//! Token-sort similarity scorer.
//!
//! [`token_sort_ratio`] scores two titles on a 0–100 scale, invariant
//! under token reordering: both strings are lowercased, stripped of
//! punctuation, split into tokens, sorted, rejoined, and compared with an
//! insert/delete edit-distance ratio. "Apple drops prices" and "Prices
//! dropped, Apple" score as near-identical.
//!
//! The ratio is `100 * (total - d) / total` where `d` is the
//! indel distance (Levenshtein without substitution) and `total` the
//! summed character lengths of the normalized strings. Two empty strings
//! score 100.

/// Scores the similarity of two titles, ignoring token order.
///
/// Pure and total: any two strings, including empty ones, yield a score
/// in `[0, 100]`. Symmetric, and `token_sort_ratio(x, x) == 100`.
#[must_use]
pub fn token_sort_ratio(a: &str, b: &str) -> u32 {
    indel_ratio(&sorted_tokens(a), &sorted_tokens(b))
}

/// Lowercases, replaces non-alphanumerics with spaces, then sorts the
/// resulting tokens and rejoins them with single spaces.
fn sorted_tokens(s: &str) -> String {
    let cleaned: String = s
        .chars()
        .map(|c| if c.is_alphanumeric() { c } else { ' ' })
        .flat_map(char::to_lowercase)
        .collect();
    let mut tokens: Vec<&str> = cleaned.split_whitespace().collect();
    tokens.sort_unstable();
    tokens.join(" ")
}

/// Rounded `100 * (total - d) / total` similarity from the indel distance.
fn indel_ratio(a: &str, b: &str) -> u32 {
    let total = a.chars().count() + b.chars().count();
    if total == 0 {
        return 100;
    }
    let distance = indel_distance(a, b);
    // Integer round-half-up; total is tiny so no overflow concerns.
    u32::try_from((100 * (total - distance) + total / 2) / total).unwrap_or(100)
}

/// Edit distance with insertions and deletions only (no substitution),
/// computed over chars with a two-row dynamic program.
fn indel_distance(a: &str, b: &str) -> usize {
    let a: Vec<char> = a.chars().collect();
    let b: Vec<char> = b.chars().collect();

    let mut prev: Vec<usize> = (0..=b.len()).collect();
    let mut current = vec![0usize; b.len() + 1];

    for (i, &ca) in a.iter().enumerate() {
        current[0] = i + 1;
        for (j, &cb) in b.iter().enumerate() {
            current[j + 1] = if ca == cb {
                prev[j]
            } else {
                1 + prev[j + 1].min(current[j])
            };
        }
        std::mem::swap(&mut prev, &mut current);
    }
    prev[b.len()]
}

#[cfg(test)]
mod tests {
    use super::*;
    use test_case::test_case;

    #[test]
    fn identical_strings_score_100() {
        assert_eq!(token_sort_ratio("Storm hits coast", "Storm hits coast"), 100);
    }

    #[test]
    fn empty_strings_score_100() {
        assert_eq!(token_sort_ratio("", ""), 100);
    }

    #[test]
    fn empty_vs_nonempty_scores_0() {
        assert_eq!(token_sort_ratio("", "Storm hits coast"), 0);
    }

    #[test]
    fn reordered_tokens_score_100() {
        assert_eq!(
            token_sort_ratio("Apple drops prices", "prices drops Apple"),
            100
        );
    }

    #[test]
    fn reworded_title_scores_high() {
        // One inserted word in a three-word title stays well above a
        // typical threshold of 80.
        let score = token_sort_ratio("Storm hits coast", "Storm hits the coast");
        assert!(score > 80, "score was {score}");
    }

    #[test]
    fn punctuation_and_case_ignored() {
        assert_eq!(
            token_sort_ratio("Apple drops prices!", "PRICES, apple drops"),
            100
        );
    }

    #[test]
    fn unrelated_titles_score_low() {
        let score = token_sort_ratio("Storm hits coast", "Quarterly earnings beat estimates");
        assert!(score < 50, "score was {score}");
    }

    #[test_case("Storm hits coast", "Storm hits the coast")]
    #[test_case("", "anything")]
    #[test_case("a", "b")]
    #[test_case("Apple drops prices", "Prices dropped, Apple")]
    fn symmetric(a: &str, b: &str) {
        assert_eq!(token_sort_ratio(a, b), token_sort_ratio(b, a));
    }

    #[test]
    fn indel_counts_inserts_and_deletes() {
        assert_eq!(indel_distance("abc", "abc"), 0);
        assert_eq!(indel_distance("abc", "abxc"), 1);
        // No substitution: replacing a char costs a delete plus an insert.
        assert_eq!(indel_distance("abc", "abd"), 2);
        assert_eq!(indel_distance("", "abcd"), 4);
    }
}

Task instructions ->
Each entry above must be printed exactly as written.

Result of the exercise ->
//! Token-sort similarity scorer.
//!
//! [`token_sort_ratio`] scores two titles on a 0–100 scale, invariant
//! under token reordering: both strings are lowercased, stripped of
//! punctuation, split into tokens, sorted, rejoined, and compared with an
//! insert/delete edit-distance ratio. "Apple drops prices" and "Prices
//! dropped, Apple" score as near-identical.
//!
//! The ratio is `100 * (total - d) / total` where `d` is the
//! indel distance (Levenshtein without substitution) and `total` the
//! summed character lengths of the normalized strings. Two empty strings
//! score 100.

/// Scores the similarity of two titles, ignoring token order.
///
/// Pure and total: any two strings, including empty ones, yield a score
/// in `[0, 100]`. Symmetric, and `token_sort_ratio(x, x) == 100`.
#[must_use]
pub fn token_sort_ratio(a: &str, b: &str) -> u32 {
    indel_ratio(&sorted_tokens(a), &sorted_tokens(b))
}

/// Lowercases, replaces non-alphanumerics with spaces, then sorts the
/// resulting tokens and rejoins them with single spaces.
fn sorted_tokens(s: &str) -> String {
    let cleaned: String = s
        .chars()
        .map(|c| if c.is_alphanumeric() { c } else { ' ' })
        .flat_map(char::to_lowercase)
        .collect();
    let mut tokens: Vec<&str> = cleaned.split_whitespace().collect();
    tokens.sort_unstable();
    tokens.join(" ")
}

/// Rounded `100 * (total - d) / total` similarity from the indel distance.
fn indel_ratio(a: &str, b: &str) -> u32 {
    let total = a.chars().count() + b.chars().count();
    if total == 0 {
        return 100;
    }
    let distance = indel_distance(a, b);
    // Integer round-half-up; total is tiny so no overflow concerns.
    u32::try_from((100 * (total - distance) + total / 2) / total).unwrap_or(100)
}

/// Edit distance with insertions and deletions only (no substitution),
/// computed over chars with a two-row dynamic program.
fn indel_distance(a: &str, b: &str) -> usize {
    let a: Vec<char> = a.chars().collect();
    let b: Vec<char> = b.chars().collect();

    let mut prev: Vec<usize> = (0..=b.len()).collect();
    let mut current = vec![0usize; b.len() + 1];

    for (i, &ca) in a.iter().enumerate() {
        current[0] = i + 1;
        for (j, &cb) in b.iter().enumerate() {
            current[j + 1] = if ca == cb {
                prev[j]
            } else {
                1 + prev[j + 1].min(current[j])
            };
        }
        std::mem::swap(&mut prev, &mut current);
    }
    prev[b.len()]
}

#[cfg(test)]
mod tests {
    use super::*;
    use test_case::test_case;

    #[test]
    fn identical_strings_score_100() {
        assert_eq!(token_sort_ratio("Storm hits coast", "Storm hits coast"), 100);
    }

    #[test]
    fn empty_strings_score_100() {
        assert_eq!(token_sort_ratio("", ""), 100);
    }

    #[test]
    fn empty_vs_nonempty_scores_0() {
        assert_eq!(token_sort_ratio("", "Storm hits coast"), 0);
    }

    #[test]
    fn reordered_tokens_score_100() {
        assert_eq!(
            token_sort_ratio("Apple drops prices", "prices drops Apple"),
            100
        );
    }

    #[test]
    fn reworded_title_scores_high() {
        // One inserted word in a three-word title stays well above a
        // typical threshold of 80.
        let score = token_sort_ratio("Storm hits coast", "Storm hits the coast");
        assert!(score > 80, "score was {score}");
    }

    #[test]
    fn punctuation_and_case_ignored() {
        assert_eq!(
            token_sort_ratio("Apple drops prices!", "PRICES, apple drops"),
            100
        );
    }

    #[test]
    fn unrelated_titles_score_low() {
        let score = token_sort_ratio("Storm hits coast", "Quarterly earnings beat estimates");
        assert!(score < 50, "score was {score}");
    }

    #[test_case("Storm hits coast", "Storm hits the coast")]
    #[test_case("", "anything")]
    #[test_case("a", "b")]
    #[test_case("Apple drops prices", "Prices dropped, Apple")]
    fn symmetric(a: &str, b: &str) {
        assert_eq!(token_sort_ratio(a, b), token_sort_ratio(b, a));
    }

    #[test]
    fn indel_counts_inserts_and_deletes() {
        assert_eq!(indel_distance("abc", "abc"), 0);
        assert_eq!(indel_distance("abc", "abxc"), 1);
        // No substitution: replacing a char costs a delete plus an insert.
        assert_eq!(indel_distance("abc", "abd"), 2);
        assert_eq!(indel_distance("", "abcd"), 4);
    }
}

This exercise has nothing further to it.